From 491f5fbf3a480a3be4018e03a0ba195d65902199 Mon Sep 17 00:00:00 2001
From: lkcl <lkcl@web>
Date: Thu, 11 May 2023 17:16:36 +0100
Subject: [PATCH]

---
 openpower/sv/svp64.mdwn | 31 +++++++++++++++----------------
 1 file changed, 15 insertions(+), 16 deletions(-)

diff --git a/openpower/sv/svp64.mdwn b/openpower/sv/svp64.mdwn
index 0f198f13e..e0c0a9ee0 100644
--- a/openpower/sv/svp64.mdwn
+++ b/openpower/sv/svp64.mdwn
@@ -372,21 +372,6 @@ the example having VL=5.  Thus on "wrapping" - sequential progression
 from GPR(1) into GPR(2) - the 5th result modifies **only** the bottom
 16 LSBs of GPR(1).
 
-*Engineering note: to avoid a Read-Modify-Write at the register
-file it is strongly recommended to implement byte-level write-enable lines
-exactly as has been implemented in DRAM ICs for many decades. Additionally
-the predicate mask bit is advised to be associated with the element
-operation and alongside the result ultimately passed to the register file.

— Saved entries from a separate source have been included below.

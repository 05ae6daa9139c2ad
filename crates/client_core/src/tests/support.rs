use std::{sync::Arc, time::Duration};

use async_trait::async_trait;
use chain::{ChainClient, ChainError, LocalChain};
use shared::{
    domain::{Address, TokenAmount, TxHash},
    protocol::{CallRequest, TransactionReceipt, TransactionRequest},
};
use storage::StaticArtifacts;
use tempfile::TempDir;

use crate::{
    action_client::ActionClient,
    confirm::ConfirmationPolicy,
    deploy::{CookBookParams, DeployConfig, DeployTag, DeploySummary, Orchestrator},
    metadata::InMemoryContentStore,
    token::Erc20Client,
};

pub(crate) fn fast_confirmation() -> ConfirmationPolicy {
    ConfirmationPolicy {
        poll_interval: Duration::from_millis(1),
        timeout: Some(Duration::from_secs(1)),
    }
}

pub(crate) fn local_config(hub: Address) -> DeployConfig {
    DeployConfig {
        lens_hub: hub,
        module_registry: None,
        metadata_uri_scheme: "ar".into(),
        confirmation: fast_confirmation(),
        settle_delay: Duration::ZERO,
        cook_book: CookBookParams::default(),
    }
}

pub(crate) struct LocalEnv {
    pub chain: Arc<LocalChain>,
    pub accounts: Vec<Address>,
    pub uploads: Arc<InMemoryContentStore>,
    pub dir: TempDir,
}

impl LocalEnv {
    pub async fn new() -> Self {
        let chain = Arc::new(LocalChain::new());
        let accounts = chain.accounts().await.expect("accounts");
        Self {
            chain,
            accounts,
            uploads: Arc::new(InMemoryContentStore::new()),
            dir: tempfile::tempdir().expect("tempdir"),
        }
    }

    pub fn owner(&self) -> Address {
        self.accounts[0]
    }

    pub fn orchestrator(&self, config: DeployConfig) -> Orchestrator {
        Orchestrator::new(
            self.chain.clone(),
            Arc::new(StaticArtifacts::new(LocalChain::artifacts())),
            storage::DeploymentStore::new(self.dir.path(), "localhost"),
            self.uploads.clone(),
            config,
            self.owner(),
        )
    }

    /// Full local deployment with the owner acting as hub.
    pub async fn deploy_all(&self) -> DeploySummary {
        self.orchestrator(local_config(self.owner()))
            .run(&[DeployTag::All], true)
            .await
            .expect("deploy")
    }

    pub fn action_client(&self, module: Address) -> ActionClient {
        ActionClient::new(self.chain.clone(), module).with_confirmation(fast_confirmation())
    }

    pub fn token(&self, token: Address) -> Erc20Client {
        Erc20Client::new(self.chain.clone(), token).with_confirmation(fast_confirmation())
    }
}

pub(crate) fn one_token() -> TokenAmount {
    TokenAmount::parse_ether("1").expect("amount")
}

/// Accepts transactions but never mines them.
pub(crate) struct StalledChain;

#[async_trait]
impl ChainClient for StalledChain {
    async fn chain_id(&self) -> Result<u64, ChainError> {
        Ok(1)
    }

    async fn accounts(&self) -> Result<Vec<Address>, ChainError> {
        Ok(vec![Address([0x01; 20])])
    }

    async fn send_transaction(&self, _tx: TransactionRequest) -> Result<TxHash, ChainError> {
        Ok(TxHash([0xab; 32]))
    }

    async fn call(&self, _call: CallRequest) -> Result<Vec<u8>, ChainError> {
        Err(ChainError::Transport("offline".into()))
    }

    async fn transaction_receipt(
        &self,
        _hash: TxHash,
    ) -> Result<Option<TransactionReceipt>, ChainError> {
        Ok(None)
    }
}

-When element-width is set to 64-bit the relevant predicate mask bit
-may be repeated eight times and pull all eight write-port byte-level
-lines HIGH. Clearly when element-width is set to 8-bit the relevant
-predicate mask bit corresponds directly with one single byte-level
-write-enable line.  It is up to the Hardware Architect to then amortise
-(merge) elements together into both PredicatedSIMD Pipelines as well
-as simultaneous non-overlapping Register File writes, to achieve High
-Performance designs.  Overall it helps to think of the GPR and FPR
-register files as being much more akin to a 64-bit-wide byte-level-addressable SRAM.*
-
 If the 16-bit operation were to be followed up with a 32-bit Vectorised
 Operation, the exact same contents would be viewed as follows:
 
@@ -410,6 +395,21 @@ form because `MSR.LE` is directly in control of the Memory-to-Register
 byte-ordering. This section is exclusively about how to correctly perceive
 Simple-V-Augmented **Register** Files.
 
+*Engineering note: to avoid a Read-Modify-Write at the register
+file it is strongly recommended to implement byte-level write-enable lines
+exactly as has been implemented in DRAM ICs for many decades. Additionally
+the predicate mask bit is advised to be associated with the element
+operation and alongside the result ultimately passed to the register file.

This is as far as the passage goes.